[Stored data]
'''
//! Data dictionary extraction and rendering.
//!
//! A [`DataDictionary`] maps each qualified table name (`schema.table`) to its
//! columns and primary key. It is built by [`extract`] from any
//! [`CatalogSource`] and rendered as PDF, Markdown or JSON.
//!
//! ## Usage
//!
//! ```no_run
//! use pgdict::dictionary::{extract, pdf};
//! # use pgdict::dictionary::CatalogSource;
//! use std::path::Path;
//!
//! # async fn example(catalog: &impl CatalogSource) -> pgdict::error::Result<()> {
//! let dictionary = extract(catalog, &["public", "billing"]).await?;
//! pdf::render(&dictionary, Path::new("data_dictionary.pdf"))?;
//! # Ok(())
//! # }
//! ```

pub mod extractor;
pub mod labels;
pub mod layout;
pub mod metadata;
pub mod pdf;
pub mod renderer;
pub mod storage;

pub use extractor::{CatalogColumn, CatalogSource, extract};
pub use metadata::{ColumnInfo, DataDictionary, TableInfo, qualified_name};
pub use renderer::render_markdown;
pub use storage::{save_json, write_atomically};
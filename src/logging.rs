//! Logging setup for pgdict
//!
//! Logs go to the console and to rolling files in the platform data
//! directory.
//!
//! - `pgdict.<date>.log`: all enabled levels
//! - `error.<date>.log`: warnings and errors only
//!
//! The console level defaults to `info` and follows `RUST_LOG` when set.
//!
//! ```no_run
//! pgdict::logging::init().expect("Failed to initialize logging");
//! tracing::info!("started");
//! ```

use anyhow::{Context as _, Result};
use std::path::PathBuf;
use tracing_appender::rolling::{RollingFileAppender, Rotation};
use tracing_subscriber::{
    EnvFilter, Layer as _, fmt, layer::SubscriberExt as _, util::SubscriberInitExt as _,
};

const APP_DIR: &str = "pgdict";
const MAX_LOG_FILES: usize = 10;

/// Gets the log directory path based on platform conventions
///
/// Returns:
/// - Windows: `%APPDATA%/pgdict/logs`
/// - macOS: `~/Library/Application Support/pgdict/logs`
/// - Linux: `~/.local/share/pgdict/logs`
pub fn get_log_dir() -> Result<PathBuf> {
    let base_dir = dirs::data_dir().context("Failed to determine data directory")?;

    let log_dir = base_dir.join(APP_DIR).join("logs");

    if !log_dir.exists() {
        std::fs::create_dir_all(&log_dir)
            .with_context(|| format!("Failed to create log directory: {}", log_dir.display()))?;
    }

    Ok(log_dir)
}

fn env_filter() -> Result<EnvFilter> {
    EnvFilter::try_from_default_env()
        .or_else(|_| EnvFilter::try_new("info"))
        .context("Failed to create env filter")
}

/// Initializes console and file logging.
///
/// # Errors
///
/// Returns error if the log directory cannot be created or the file
/// appenders fail; nothing is installed in that case.
pub fn init() -> Result<()> {
    let log_dir = get_log_dir()?;

    let all_logs_appender = RollingFileAppender::builder()
        .rotation(Rotation::DAILY)
        .max_log_files(MAX_LOG_FILES)
        .filename_prefix(APP_DIR)
        .filename_suffix("log")
        .build(&log_dir)
        .context("Failed to create all-logs file appender")?;

    let error_logs_appender = RollingFileAppender::builder()
        .rotation(Rotation::DAILY)
        .max_log_files(MAX_LOG_FILES)
        .filename_prefix("error")
        .filename_suffix("log")
        .build(&log_dir)
        .context("Failed to create error-logs file appender")?;

    let stdout_layer = fmt::layer()
        .with_target(false)
        .with_writer(std::io::stderr);

    let all_logs_layer = fmt::layer()
        .with_target(true)
        .with_line_number(true)
        .with_file(true)
        .with_ansi(false)
        .with_writer(all_logs_appender);

    let error_logs_layer = fmt::layer()
        .with_target(true)
        .with_line_number(true)
        .with_file(true)
        .with_ansi(false)
        .with_writer(error_logs_appender)
        .with_filter(EnvFilter::new("warn"));

    tracing_subscriber::registry()
        .with(env_filter()?)
        .with(stdout_layer)
        .with(all_logs_layer)
        .with(error_logs_layer)
        .init();

    tracing::debug!("Logging initialized, log directory: {}", log_dir.display());

    Ok(())
}

/// Console-only logging, used when the log directory is unavailable.
///
/// # Errors
///
/// Returns error if the env filter cannot be built.
pub fn init_console_only() -> Result<()> {
    tracing_subscriber::registry()
        .with(env_filter()?)
        .with(fmt::layer().with_target(false).with_writer(std::io::stderr))
        .init();
    Ok(())
}
//! Writing rendered dictionaries to disk.

use super::metadata::DataDictionary;
use crate::error::{DictError, Result, ResultExt as _};
use std::io::Write as _;
use std::path::Path;

/// Write `bytes` to `path` through a temporary file in the same directory,
/// then rename it into place. On failure `path` is left untouched.
///
/// # Errors
///
/// Returns `DictError::Io` if the directory is missing or not writable, or
/// the rename fails.
pub fn write_atomically(path: &Path, bytes: &[u8]) -> Result<()> {
    let dir = match path.parent() {
        Some(parent) if !parent.as_os_str().is_empty() => parent,
        _ => Path::new("."),
    };

    let mut file = tempfile::NamedTempFile::new_in(dir)
        .with_context(|| format!("Failed to create temporary file in {}", dir.display()))?;
    file.write_all(bytes)
        .with_context(|| format!("Failed to write {}", path.display()))?;
    file.as_file()
        .sync_all()
        .with_context(|| format!("Failed to flush {}", path.display()))?;
    file.persist(path)
        .map_err(|e| DictError::Io(e.error))
        .with_context(|| format!("Failed to move output into place at {}", path.display()))?;

    tracing::info!("Wrote {} ({} bytes)", path.display(), bytes.len());
    Ok(())
}

/// Save `dictionary` as pretty-printed JSON at `path`.
///
/// # Errors
///
/// Returns an error if serialization or the write fails.
pub fn save_json(dictionary: &DataDictionary, path: &Path) -> Result<()> {
    let json =
        serde_json::to_string_pretty(dictionary).context("Failed to serialize data dictionary")?;
    write_atomically(path, json.as_bytes())
}
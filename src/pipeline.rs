//! The end-to-end run: tunnel → database → extract → close → render → write.
//!
//! # Example
//!
//! ```no_run
//! use pgdict::config::AppConfig;
//! use pgdict::pipeline::generate;
//!
//! # async fn example() -> pgdict::error::Result<()> {
//! let config = AppConfig::load(None)?;
//! let report = generate(&config).await?;
//! println!("{}", report.summary());
//! # Ok(())
//! # }
//! ```

use crate::config::{AppConfig, OutputFormat};
use crate::db::DbClient;
use crate::dictionary::{self, DataDictionary, pdf};
use crate::error::Result;
use crate::tunnel::SshTunnel;
use secrecy::ExposeSecret as _;
use sqlx::postgres::PgConnectOptions;
use std::path::{Path, PathBuf};
use std::time::{Duration, Instant};

const APPLICATION_NAME: &str = "pgdict";
const TUNNEL_LOCAL_HOST: &str = "127.0.0.1";

/// Report generated after a run.
#[derive(Debug, Clone)]
pub struct RunReport {
    /// Where the document was written
    pub output: PathBuf,

    pub format: OutputFormat,

    /// Number of tables documented
    pub tables: usize,

    /// Number of columns documented, across all tables
    pub columns: usize,

    /// Wall time of the whole run
    pub duration: Duration,
}

impl RunReport {
    /// Create a summary message
    pub fn summary(&self) -> String {
        format!(
            "Documented {} table(s), {} column(s) in {:.2}s -> {}",
            self.tables,
            self.columns,
            self.duration.as_secs_f64(),
            self.output.display()
        )
    }
}

/// Extract the configured schemas and write the document.
///
/// # Errors
///
/// Returns the first tunnel, database, render or I/O error. Nothing is
/// written unless extraction succeeded.
pub async fn generate(config: &AppConfig) -> Result<RunReport> {
    let started = Instant::now();

    let dictionary = extract_via_tunnel(config).await?;

    let output = config.output_path();
    write_output(&dictionary, config.format, &output)?;

    Ok(RunReport {
        output,
        format: config.format,
        tables: dictionary.len(),
        columns: dictionary.column_count(),
        duration: started.elapsed(),
    })
}

/// Open the tunnel and a database session, extract, and close both whatever
/// the outcome.
///
/// # Errors
///
/// Returns a `Tunnel` or `Database` error; no partial dictionary is returned.
pub async fn extract_via_tunnel(config: &AppConfig) -> Result<DataDictionary> {
    let tunnel = SshTunnel::open(
        &config.tunnel,
        &config.database.host,
        config.database.port,
        config.connect_timeout,
    )
    .await?;

    let result = extract_from_database(config, tunnel.local_port()).await;
    tunnel.close().await;
    result
}

async fn extract_from_database(config: &AppConfig, local_port: u16) -> Result<DataDictionary> {
    let db = &config.database;
    let options = PgConnectOptions::new()
        .host(TUNNEL_LOCAL_HOST)
        .port(local_port)
        .username(&db.user)
        .password(db.password.expose_secret())
        .database(&db.database)
        .application_name(APPLICATION_NAME);

    let client = DbClient::connect(options, config.connect_timeout).await?;
    tracing::info!("Connected to database '{}' as '{}'", db.database, db.user);

    let result = dictionary::extract(&client, &config.schemas).await;
    client.close().await;
    result
}

/// Render `dictionary` in `format` to `path`.
///
/// # Errors
///
/// Returns a `Render` or `Io` error.
pub fn write_output(dictionary: &DataDictionary, format: OutputFormat, path: &Path) -> Result<()> {
    match format {
        OutputFormat::Pdf => pdf::render(dictionary, path),
        OutputFormat::Markdown => {
            let markdown = dictionary::render_markdown(dictionary, chrono::Utc::now());
            dictionary::write_atomically(path, markdown.as_bytes())
        }
        OutputFormat::Json => dictionary::save_json(dictionary, path),
    }
}

#[cfg(test)]
mod tests {
    use super::*;

    #[test]
    fn test_report_summary() {
        let report = RunReport {
            output: PathBuf::from("data_dictionary.pdf"),
            format: OutputFormat::Pdf,
            tables: 3,
            columns: 17,
            duration: Duration::from_millis(1500),
        };
        assert_eq!(
            report.summary(),
            "Documented 3 table(s), 17 column(s) in 1.50s -> data_dictionary.pdf"
        );
    }
}
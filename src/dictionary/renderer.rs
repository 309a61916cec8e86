//! Markdown rendering for data dictionaries.
//!
//! Generates the same content as the PDF document in a form that diffs well
//! and renders on any code host.

use super::labels;
use super::metadata::DataDictionary;
use chrono::{DateTime, Utc};

/// Render a data dictionary as Markdown documentation.
///
/// Generates:
/// - a title and generation timestamp
/// - one section per table, in dictionary order, with its primary key and
///   one bullet per column
pub fn render_markdown(dict: &DataDictionary, generated_at: DateTime<Utc>) -> String {
    let mut md = String::new();

    md.push_str(&format!("# {}\n\n", labels::DOCUMENT_TITLE));
    md.push_str(&format!(
        "> **Generated:** {}  \n",
        generated_at.format("%Y-%m-%d %H:%M:%S UTC")
    ));
    md.push_str(&format!(
        "> **Tables:** {} | **Columns:** {}\n\n",
        dict.len(),
        dict.column_count()
    ));

    if dict.is_empty() {
        md.push_str("*No tables found.*\n");
        return md;
    }

    for (name, table) in dict {
        md.push_str(&format!("## {}\n\n", labels::table_title(name)));

        if table.primary_keys.is_empty() {
            md.push_str("**Primary Key:** *none*\n\n");
        } else {
            let keys: Vec<String> = table.primary_keys.iter().map(|k| format!("`{k}`")).collect();
            md.push_str(&format!("**Primary Key:** {}\n\n", keys.join(", ")));
        }

        for line in labels::column_lines(table) {
            md.push_str(&format!("- {line}\n"));
        }
        md.push_str("\n---\n\n");
    }

    md
}
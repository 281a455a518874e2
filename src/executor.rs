use stacked_errors::Result;

use crate::{Command, CommandResult};

/// Something that can run a [Command] to completion. [SystemExecutor] spawns
/// real OS processes, other implementations can stand in for the container
/// runtime.
#[allow(async_fn_in_trait)]
pub trait Executor {
    /// Runs `command` and waits for it. An `Err` means the command could not
    /// be run at all, an unsuccessful status is returned as an `Ok`.
    async fn execute(&mut self, command: Command) -> Result<CommandResult>;
}

/// Runs commands as child processes with inherited standard streams
#[derive(Debug, Clone, Copy, Default)]
pub struct SystemExecutor;

impl Executor for SystemExecutor {
    async fn execute(&mut self, command: Command) -> Result<CommandResult> {
        command.run_to_completion().await
    }
}
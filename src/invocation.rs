use std::{
    ffi::OsString,
    path::{Path, PathBuf},
};

use stacked_errors::{Result, StackableErr};
use tracing::{info, warn};

use crate::{
    acquire_dir_path, acquire_file_path, ctrlc_issued_reset, Command, CommandResult, Executor,
    InvokeError, StepError,
};

/// The tag that every bot image is built with
pub const TAG: &str = "latest";
/// Where the configuration and storage directory ends up inside the container
pub const MOUNT_DEST: &str = "/config";
/// The environment variable that tells the bot where `MOUNT_DEST` is
pub const CONFIG_PATH_ENV: &str = "config_path";
pub const DEFAULT_DOCKERFILE: &str = "dockerfile.test";
/// The `bot/` directory of this crate, which holds only the default dockerfile
/// so that nothing else (such as `target/`) is sent as build context. This
/// path is fixed at compile time.
pub const DEFAULT_PROJECT_DIR: &str = concat!(env!("CARGO_MANIFEST_DIR"), "/bot");
pub const DEFAULT_CONTAINER_CLI: &str = "docker";

/// Everything needed to build, run, and remove the image of one bot.
///
/// The three steps are always `build -> run -> rmi` with the same
/// `<name>:latest` tag, see [Invocation::invoke].
#[derive(Debug, Clone, PartialEq, Eq)]
pub struct Invocation {
    /// Identifier of the bot, used as the image name
    pub name: String,
    /// Absolute host directory that is bind mounted to `MOUNT_DEST`
    pub mount: PathBuf,
    /// Absolute directory used as the build context
    pub project_path: PathBuf,
    /// Name of the dockerfile inside of `project_path`
    pub dockerfile: String,
    /// The program used for `build`, `run`, and `rmi`
    pub container_cli: OsString,
    /// Log the exact commands before they are run
    pub debug: bool,
}

impl Invocation {
    /// Resolves `mount` and `project_path` to absolute paths, both of which
    /// need to be existing directories. Relative paths are relative to the
    /// current working directory.
    pub async fn new(
        name: impl AsRef<str>,
        mount: impl AsRef<Path>,
        project_path: impl AsRef<Path>,
    ) -> Result<Self> {
        let mount = acquire_dir_path(mount.as_ref())
            .await
            .stack_err_locationless("Invocation::new -> the mount needs to be a directory")?;
        let project_path = acquire_dir_path(project_path.as_ref())
            .await
            .stack_err_locationless(
                "Invocation::new -> the project path needs to be a directory",
            )?;
        Ok(Self {
            name: name.as_ref().to_owned(),
            mount,
            project_path,
            dockerfile: DEFAULT_DOCKERFILE.to_owned(),
            container_cli: DEFAULT_CONTAINER_CLI.into(),
            debug: false,
        })
    }

    /// Sets `dockerfile`
    pub fn dockerfile(mut self, dockerfile: impl AsRef<str>) -> Self {
        dockerfile.as_ref().clone_into(&mut self.dockerfile);
        self
    }

    /// Sets `container_cli`
    pub fn container_cli(mut self, container_cli: impl Into<OsString>) -> Self {
        self.container_cli = container_cli.into();
        self
    }

    /// Sets `debug`
    pub fn debug(mut self, debug: bool) -> Self {
        self.debug = debug;
        self
    }

    /// `<name>:latest`
    pub fn image_tag(&self) -> String {
        format!("{}:{TAG}", self.name)
    }

    pub fn dockerfile_path(&self) -> PathBuf {
        self.project_path.join(&self.dockerfile)
    }

    /// `<cli> build --force-rm -t <tag> -f <dockerfile> <project_path>`
    pub fn build_command(&self) -> Command {
        Command::new_os_str(&self.container_cli)
            .args(["build", "--force-rm", "-t"])
            .arg(self.image_tag())
            .arg("-f")
            .arg(self.dockerfile_path())
            .arg(&self.project_path)
    }

    /// `<cli> run --env config_path=/config -v <mount>:/config --rm <tag>`
    pub fn run_command(&self) -> Command {
        let mut volume = self.mount.clone().into_os_string();
        volume.push(":");
        volume.push(MOUNT_DEST);
        Command::new_os_str(&self.container_cli)
            .args(["run", "--env"])
            .arg(format!("{CONFIG_PATH_ENV}={MOUNT_DEST}"))
            .arg("-v")
            .arg(volume)
            .arg("--rm")
            .arg(self.image_tag())
    }

    /// `<cli> rmi <tag>`
    pub fn remove_command(&self) -> Command {
        Command::new_os_str(&self.container_cli)
            .arg("rmi")
            .arg(self.image_tag())
    }

    /// Builds the image, runs it, and then removes it.
    ///
    /// - A failed build returns `InvokeError::Build` immediately, nothing else
    ///   is run.
    /// - The removal is attempted whether or not the run succeeded, and its own
    ///   failure is only logged.
    /// - A failed run is returned as `InvokeError::Run` after the removal.
    pub async fn invoke<E: Executor>(
        &self,
        executor: &mut E,
    ) -> std::result::Result<(), InvokeError> {
        let tag = self.image_tag();

        let build = self.build_command();
        if let Err(error) = acquire_file_path(self.dockerfile_path()).await {
            return Err(InvokeError::Build(StepError::Launch {
                command: build.get_unified_command(),
                error,
            }))
        }
        info!("building image {tag}");
        self.step(executor, build)
            .await
            .map_err(InvokeError::Build)?;

        info!("running image {tag} with {:?} mounted", self.mount);
        let run_res = self.step(executor, self.run_command()).await;
        if ctrlc_issued_reset() {
            warn!("interrupted while running image {tag}, it will still be removed");
        }

        info!("removing image {tag}");
        if let Err(e) = self.step(executor, self.remove_command()).await {
            warn!("ignoring failure to remove image {tag}: {e}");
        }

        run_res.map(|_| ()).map_err(InvokeError::Run)
    }

    async fn step<E: Executor>(
        &self,
        executor: &mut E,
        command: Command,
    ) -> std::result::Result<CommandResult, StepError> {
        if self.debug {
            info!("{command:?}");
        }
        let unified = command.get_unified_command();
        let comres = executor
            .execute(command)
            .await
            .map_err(|error| StepError::Launch {
                command: unified.clone(),
                error,
            })?;
        if comres.successful() {
            Ok(comres)
        } else {
            Err(StepError::Unsuccessful {
                command: unified,
                status: comres.status,
            })
        }
    }
}

#[cfg(all(test, unix))]
mod tests {
    use std::{collections::VecDeque, os::unix::process::ExitStatusExt, process::ExitStatus};

    use stacked_errors::bail;
    use tempfile::TempDir;

    use super::*;

    /// Each reply is either `Some(exit code)` or `None` for failing to launch
    #[derive(Default)]
    struct RecordingExecutor {
        replies: VecDeque<Option<i32>>,
        executed: Vec<Command>,
    }

    impl RecordingExecutor {
        fn new<I: IntoIterator<Item = Option<i32>>>(replies: I) -> Self {
            Self {
                replies: replies.into_iter().collect(),
                executed: vec![],
            }
        }

        fn subcommands(&self) -> Vec<String> {
            self.executed
                .iter()
                .map(|c| c.args[0].to_string_lossy().into_owned())
                .collect()
        }
    }

    impl Executor for RecordingExecutor {
        async fn execute(&mut self, command: Command) -> Result<CommandResult> {
            self.executed.push(command.clone());
            match self.replies.pop_front().flatten() {
                Some(code) => Ok(CommandResult {
                    command,
                    status: ExitStatus::from_raw(code << 8),
                }),
                None => bail!("no container CLI available"),
            }
        }
    }

    async fn project() -> (TempDir, Invocation) {
        let dir = tempfile::tempdir().unwrap();
        std::fs::write(dir.path().join(DEFAULT_DOCKERFILE), "FROM alpine\n").unwrap();
        std::fs::create_dir(dir.path().join("botdata")).unwrap();
        let invocation = Invocation::new("mybot", dir.path().join("botdata"), dir.path())
            .await
            .unwrap();
        (dir, invocation)
    }

    #[tokio::test]
    async fn commands() {
        let (dir, invocation) = project().await;
        let project_path = acquire_dir_path(dir.path()).await.unwrap();
        let mount = project_path.join("botdata");
        assert_eq!(invocation.image_tag(), "mybot:latest");
        assert_eq!(
            invocation.build_command().get_unified_command(),
            format!(
                "docker build --force-rm -t mybot:latest -f {} {}",
                project_path.join("dockerfile.test").display(),
                project_path.display()
            )
        );
        assert_eq!(
            invocation.run_command().get_unified_command(),
            format!(
                "docker run --env config_path=/config -v {}:/config --rm mybot:latest",
                mount.display()
            )
        );
        assert_eq!(
            invocation
                .clone()
                .container_cli("podman")
                .remove_command()
                .get_unified_command(),
            "podman rmi mybot:latest"
        );
    }

    #[tokio::test]
    async fn relative_mount_becomes_absolute() {
        let (dir, _) = project().await;
        // tests run from the package root
        let invocation = Invocation::new("mybot", "src", dir.path()).await.unwrap();
        assert!(invocation.mount.is_absolute());
        assert!(invocation.mount.ends_with("src"));
        assert_eq!(
            invocation.run_command().args[4],
            OsString::from(format!("{}:/config", invocation.mount.display()))
        );
    }

    #[tokio::test]
    async fn missing_mount() {
        let (dir, _) = project().await;
        assert!(Invocation::new("mybot", dir.path().join("nonexistent"), dir.path())
            .await
            .is_err());
        // a file is not a directory
        assert!(Invocation::new(
            "mybot",
            dir.path().join(DEFAULT_DOCKERFILE),
            dir.path()
        )
        .await
        .is_err());
    }

    #[tokio::test]
    async fn all_steps_succeed() {
        let (_dir, invocation) = project().await;
        let mut executor = RecordingExecutor::new([Some(0), Some(0), Some(0)]);
        invocation.invoke(&mut executor).await.unwrap();
        assert_eq!(executor.subcommands(), ["build", "run", "rmi"]);
        // the tag is the last argument in every step
        for command in &executor.executed {
            assert_eq!(command.args.last().unwrap(), "mybot:latest");
        }
    }

    #[tokio::test]
    async fn build_failure_aborts() {
        let (_dir, invocation) = project().await;
        let mut executor = RecordingExecutor::new([Some(3)]);
        let e = invocation.invoke(&mut executor).await.unwrap_err();
        assert!(matches!(e, InvokeError::Build(StepError::Unsuccessful { .. })));
        assert_eq!(e.exit_code(), 3);
        assert_eq!(executor.subcommands(), ["build"]);

        let mut executor = RecordingExecutor::new([None]);
        let e = invocation.invoke(&mut executor).await.unwrap_err();
        assert!(matches!(e, InvokeError::Build(StepError::Launch { .. })));
        assert_eq!(e.exit_code(), 1);
        assert_eq!(executor.subcommands(), ["build"]);
    }

    #[tokio::test]
    async fn missing_dockerfile_aborts_before_build() {
        let (_dir, invocation) = project().await;
        let invocation = invocation.dockerfile("nonexistent.dockerfile");
        let mut executor = RecordingExecutor::default();
        let e = invocation.invoke(&mut executor).await.unwrap_err();
        assert!(matches!(e, InvokeError::Build(StepError::Launch { .. })));
        assert!(executor.executed.is_empty());
    }

    #[tokio::test]
    async fn run_failure_still_removes() {
        let (_dir, invocation) = project().await;
        // the removal failing too must not change the code
        let mut executor = RecordingExecutor::new([Some(0), Some(42), Some(1)]);
        let e = invocation.invoke(&mut executor).await.unwrap_err();
        assert!(matches!(e, InvokeError::Run(StepError::Unsuccessful { .. })));
        assert_eq!(e.exit_code(), 42);
        assert_eq!(executor.subcommands(), ["build", "run", "rmi"]);

        let mut executor = RecordingExecutor::new([Some(0), None, Some(0)]);
        let e = invocation.invoke(&mut executor).await.unwrap_err();
        assert!(matches!(e, InvokeError::Run(StepError::Launch { .. })));
        assert_eq!(executor.subcommands(), ["build", "run", "rmi"]);
    }

    #[tokio::test]
    async fn removal_failure_is_ignored() {
        let (_dir, invocation) = project().await;
        let mut executor = RecordingExecutor::new([Some(0), Some(0), Some(1)]);
        invocation.invoke(&mut executor).await.unwrap();

        let mut executor = RecordingExecutor::new([Some(0), Some(0), None]);
        invocation.invoke(&mut executor).await.unwrap();
        assert_eq!(executor.subcommands(), ["build", "run", "rmi"]);
    }
}
//! See README.md for more

mod command;
mod error;
mod executor;
mod invocation;
mod misc;
mod paths;
pub use command::*;
pub use error::*;
pub use executor::*;
pub use invocation::*;
pub use misc::*;
pub use paths::*;
/// This reexport helps with dependency wrangling
pub use stacked_errors;
use std::process::ExitStatus;

use crate::exit_code_of;

/// Why one of the external container CLI steps did not succeed
#[derive(Debug, thiserror::Error)]
pub enum StepError {
    #[error("`{command}` exited with {status}")]
    Unsuccessful { command: String, status: ExitStatus },
    /// The step could not be started at all, e.g. the container CLI is not
    /// installed or the dockerfile does not exist
    #[error("`{command}` could not be launched: {error:?}")]
    Launch {
        command: String,
        error: stacked_errors::Error,
    },
}

impl StepError {
    pub fn exit_code(&self) -> u8 {
        match self {
            StepError::Unsuccessful { status, .. } => exit_code_of(*status),
            StepError::Launch { .. } => 1,
        }
    }
}

/// The outcome of a failed [Invocation::invoke](crate::Invocation::invoke).
/// Image removal failures never show up here.
#[derive(Debug, thiserror::Error)]
pub enum InvokeError {
    /// Nothing was run or removed after this
    #[error("building the image failed: {0}")]
    Build(StepError),
    /// The image was still removed after this
    #[error("running the image failed: {0}")]
    Run(StepError),
}

impl InvokeError {
    /// The code this process should exit with, mirroring the failed step
    pub fn exit_code(&self) -> u8 {
        match self {
            InvokeError::Build(e) | InvokeError::Run(e) => e.exit_code(),
        }
    }
}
'''
WORK ITEM:
The answer must be every line from the records above that contains the word "SshTunnel", copied out.

ANSWER TO THE EXERCISE:
use crate::tunnel::SshTunnel;
    let tunnel = SshTunnel::open(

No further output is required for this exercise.